19.03.2024 Auteur: Yuriy Zinin

L’accord saoudo-iranien à Pékin : à l’occasion de l’anniversaire de sa conclusion

L'accord saoudo-iranien à Pékin

La signature de la déclaration trilatérale conjointe entre l’Arabie saoudite, l’Iran et la Chine a eu lieu le 10 mars de l’année dernière à Pékin. Dans cette déclaration, Riyad et Téhéran ont accepté de reprendre leurs relations diplomatiques et d’ouvrir leurs missions officielles.

Ces relations avaient été rompues en 2016 à la suite d’attaques contre des institutions saoudiennes en Iran lors de manifestations contre l’exécution à Riyad du clerc Nimr Baqr al-Nimr, accusé de terrorisme.

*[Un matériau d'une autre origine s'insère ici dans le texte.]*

//! State and actions of the account pages.

use crate::routing::Route;
use crate::types::{ListingStatus, ListingWithEvent, UserProfile};

/// State behind "my tickets" and "profile"
#[derive(Clone, Debug, Default, PartialEq)]
pub struct AccountState {
    /// Profile of the signed-in user
    pub profile: Option<UserProfile>,
    /// The user's listings, newest first, any status
    pub listings: Vec<ListingWithEvent>,
    /// Profile fetch outstanding
    pub loading_profile: bool,
    /// Listings fetch outstanding
    pub loading_listings: bool,
    /// Message of the last failure
    pub error: Option<String>,
    /// Sign-out in progress
    pub signing_out: bool,
    /// Where the view should navigate
    pub redirect: Option<Route>,
}

impl AccountState {
    /// Listings with the given status
    pub fn with_status(&self, status: ListingStatus) -> impl Iterator<Item = &ListingWithEvent> {
        self.listings
            .iter()
            .filter(move |row| row.listing.status == status)
    }

    /// Either fetch is outstanding
    #[must_use]
    pub const fn is_loading(&self) -> bool {
        self.loading_profile || self.loading_listings
    }
}

/// Account actions
#[derive(Clone, Debug)]
pub enum AccountAction {
    /// Fetch profile and listings of the signed-in user
    Load,
    /// Profile fetched
    ProfileLoaded(UserProfile),
    /// Profile fetch failed
    ProfileFailed(String),
    /// Listings fetched
    ListingsLoaded(Vec<ListingWithEvent>),
    /// Listings fetch failed
    ListingsFailed(String),
    /// Tear down the session
    SignOut,
    /// Session torn down
    SignedOut,
}
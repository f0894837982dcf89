use std::fmt::Debug;
use std::fmt::Display;

use actix_web::http::header::LOCATION;
use actix_web::HttpResponse;

/// Convert arbitrary error types to `actix_web::Error` with HTTP 500
pub fn error_500<T>(e: T) -> actix_web::Error
where
    T: Debug + Display + 'static,
{
    actix_web::error::ErrorInternalServerError(e)
}

/// 303, so the browser follows up with a GET (no resubmission on reload)
pub fn redirect(location: &str) -> HttpResponse {
    HttpResponse::SeeOther()
        .insert_header((LOCATION, location))
        .finish()
}

/// `Debug` body for error enums: the error itself, then every `source` down
/// the chain
pub fn error_chain_fmt(
    e: &impl std::error::Error,
    f: &mut std::fmt::Formatter<'_>,
) -> std::fmt::Result {
    writeln!(f, "{e}\n")?;
    let mut current = e.source();
    while let Some(cause) = current {
        writeln!(f, "Caused by:\n\t{cause}")?;
        current = cause.source();
    }
    Ok(())
}

/// `/subscribe?EMAIL=a%40b.com&x=1` -> `/subscribe`
pub fn strip_query(url: &str) -> &str {
    match url.split_once('?') {
        Some((path, _)) => path,
        None => url,
    }
}
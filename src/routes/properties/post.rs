use std::collections::HashMap;

use actix_web::web;
use actix_web::HttpResponse;
use actix_web_flash_messages::FlashMessage;

use super::PropertiesError;
use crate::startup::Coordinator;
use crate::utils::redirect;
use crate::widget::PropertiesForm;
use crate::widget::Widget;

/// `POST /properties`
///
/// Title (for the widget's locale), api key, list id, finish node and error
/// node. Api key and list id are required; a 400 leaves everything as it was.
pub async fn save_properties(
    form: web::Form<PropertiesForm>,
    widget: web::Data<Widget>,
) -> Result<HttpResponse, PropertiesError> {
    widget.save_properties(form.into_inner())?;

    FlashMessage::info("Properties saved.").send();
    Ok(redirect("/subscribe"))
}

/// `POST /properties/fields`
///
/// Body maps merge tags to a checkbox value (`on`, `1`, `true`, `yes` show the
/// field; anything else hides it). Tags that are left out keep their current
/// visibility, so the editor form should send an explicit `0` for unchecked
/// boxes.
#[tracing::instrument(name = "Saving field visibility", skip_all)]
pub async fn save_fields(
    form: web::Form<HashMap<String, String>>,
    widget: web::Data<Widget>,
    coordinator: web::Data<Coordinator>,
) -> Result<HttpResponse, PropertiesError> {
    let (api_key, list_id) = widget
        .credentials()
        .ok_or(PropertiesError::NotConfigured)?;

    let schema = coordinator
        .schema_cache()
        .update_visibility(&api_key, &list_id, &form.0)
        .await?;
    tracing::info!(
        %list_id,
        visible = schema.fields().iter().filter(|f| f.visible).count(),
        "field visibility saved"
    );

    FlashMessage::info("Field visibility saved.").send();
    Ok(redirect("/subscribe"))
}

/// `POST /properties/refresh`
///
/// Throws away the cached schema and fetches it again, e.g. after fields were
/// added in Mailchimp. Visibility flags come from Mailchimp's `public` again.
#[tracing::instrument(name = "Refreshing list schema", skip_all)]
pub async fn refresh_schema(
    widget: web::Data<Widget>,
    coordinator: web::Data<Coordinator>,
) -> Result<HttpResponse, PropertiesError> {
    let (api_key, list_id) = widget
        .credentials()
        .ok_or(PropertiesError::NotConfigured)?;

    coordinator
        .schema_cache()
        .get_schema(&api_key, &list_id, true)
        .await?;

    FlashMessage::info("List fields refreshed.").send();
    Ok(redirect("/subscribe"))
}
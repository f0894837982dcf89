use crate::helpers::spawn_app;

#[tokio::test]
async fn health_check_ok() {
    let app = spawn_app().await;

    let resp = app
        .api_client
        .get(format!("{}/health_check", app.addr))
        .send()
        .await
        .unwrap();

    assert!(resp.status().is_success());
    assert_eq!(resp.content_length(), Some(0));
    // mailchimp is never contacted
    assert!(app.mailchimp_server.received_requests().await.unwrap().is_empty());
}
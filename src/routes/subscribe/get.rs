use std::collections::HashMap;

use actix_web::http::header::ContentType;
use actix_web::web;
use actix_web::HttpRequest;
use actix_web::HttpResponse;
use actix_web_flash_messages::IncomingFlashMessages;
use actix_web_flash_messages::Level;

use super::render_widget;
use super::WidgetView;
use crate::domain::build_form_spec;
use crate::domain::FieldErrors;
use crate::domain::FieldSpec;
use crate::domain::ListSchema;
use crate::schema_cache::SchemaCacheError;
use crate::startup::Coordinator;
use crate::utils::error_500;
use crate::widget::Widget;

/// Form for the list's current schema. If Mailchimp can't be reached and
/// nothing is cached, visitors still get an email-only form.
pub(super) async fn current_form(
    widget: &Widget,
    coordinator: &Coordinator,
    defaults: &HashMap<String, String>,
) -> Result<Vec<FieldSpec>, actix_web::Error> {
    let Some((api_key, list_id)) = widget.credentials() else {
        return Ok(vec![]);
    };
    match coordinator
        .form_spec(&api_key, &list_id, widget.translator(), defaults)
        .await
    {
        Ok(form) => Ok(form),
        Err(SchemaCacheError::ProviderUnavailable(e)) => {
            tracing::warn!(
                error.cause_chain = ?e,
                error.message = %e,
                %list_id,
                "schema unavailable, falling back to email only"
            );
            Ok(build_form_spec(&ListSchema::default(), widget.translator(), defaults))
        }
        Err(e) => Err(error_500(e)),
    }
}

/// `GET /subscribe`
///
/// Query parameters named after merge tags pre-fill the form, e.g.
/// `/subscribe?FNAME=Ann`. Renders nothing until both api key and list id are
/// set.
pub async fn subscribe_form(
    request: HttpRequest,
    query: web::Query<HashMap<String, String>>,
    widget: web::Data<Widget>,
    coordinator: web::Data<Coordinator>,
    flash_messages: IncomingFlashMessages,
) -> Result<HttpResponse, actix_web::Error> {
    if widget.credentials().is_none() {
        return Ok(HttpResponse::Ok().finish());
    }

    let form = current_form(&widget, &coordinator, &query.0).await?;

    let notices = flash_messages
        .iter()
        .map(|m| {
            let class = match m.level() {
                Level::Success => "success",
                Level::Warning | Level::Error => "warning",
                _ => "info",
            };
            (class, m.content().to_string())
        })
        .collect();

    let body = render_widget(WidgetView {
        title: widget.title(),
        action: &request.uri().to_string(),
        form: &form,
        values: &HashMap::new(),
        errors: &FieldErrors::new(),
        notices,
        submit_label: widget
            .translator()
            .translate_or_key("button.subscribe", &[]),
    });

    Ok(HttpResponse::Ok()
        .content_type(ContentType::html())
        .body(body))
}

Les termes de l’accord comprenaient également le déblocage des accords de coopération dans différents domaines conclus il y a 20 ans. L’accord de mars a été perçu comme une surprise, un certain nombre d’experts du Moyen-Orient le qualifiant « d’historique ». Au fil des décennies, les deux États de la région, les plus importants en termes de territoire, de production d’hydrocarbures, de réserves mondiales et de poids politique dans le monde islamique, ont accumulé une forte animosité, de nombreux préjugés et antipathies, qui étaient alimentés de l’extérieur.

Après la victoire de la révolution islamique et le renversement du Chah en 1979 en Iran, les États-Unis ont encouragé la thèse des menaces militaires et autres de Téhéran à l’égard de ses voisins et alliés américains. Cette politique avait pour but de maintenir ces pays dans l’orbite de Washington, d’utiliser leurs richesses naturelles et leurs ressources financières et de maintenir des bases militaires à l’étranger dans la région. L’année qui s’est écoulée depuis l’adoption de la déclaration de Pékin a été marquée par des efforts de normalisation des relations entre l’Arabie saoudite et l’Iran et par un mouvement de détente. Des ambassadeurs des deux États ont été échangés. En juin 2023, l’ambassade iranienne à Riyad a été rouverte, et en août l’ambassade saoudienne à Téhéran.

Les contacts et les visites entre les hommes politiques, les diplomates, les économistes et les représentants du monde des affaires des deux pays à différents niveaux ont commencé à prendre de l’ampleur. La première visite d’un officiel iranien en Arabie saoudite, le ministre iranien des Affaires économiques et des Finances, Ehsan Khandouzi, a eu lieu en mai 2023. En novembre, le président iranien Ebrahim Raïssi et le prince héritier saoudien Mohammed ben Salmane se sont rencontrés en marge du sommet conjoint de l’Organisation de la coopération islamique et de la Ligue arabe à Riyad. Il s’agissait de la première visite d’un président iranien en Arabie saoudite depuis 11 ans.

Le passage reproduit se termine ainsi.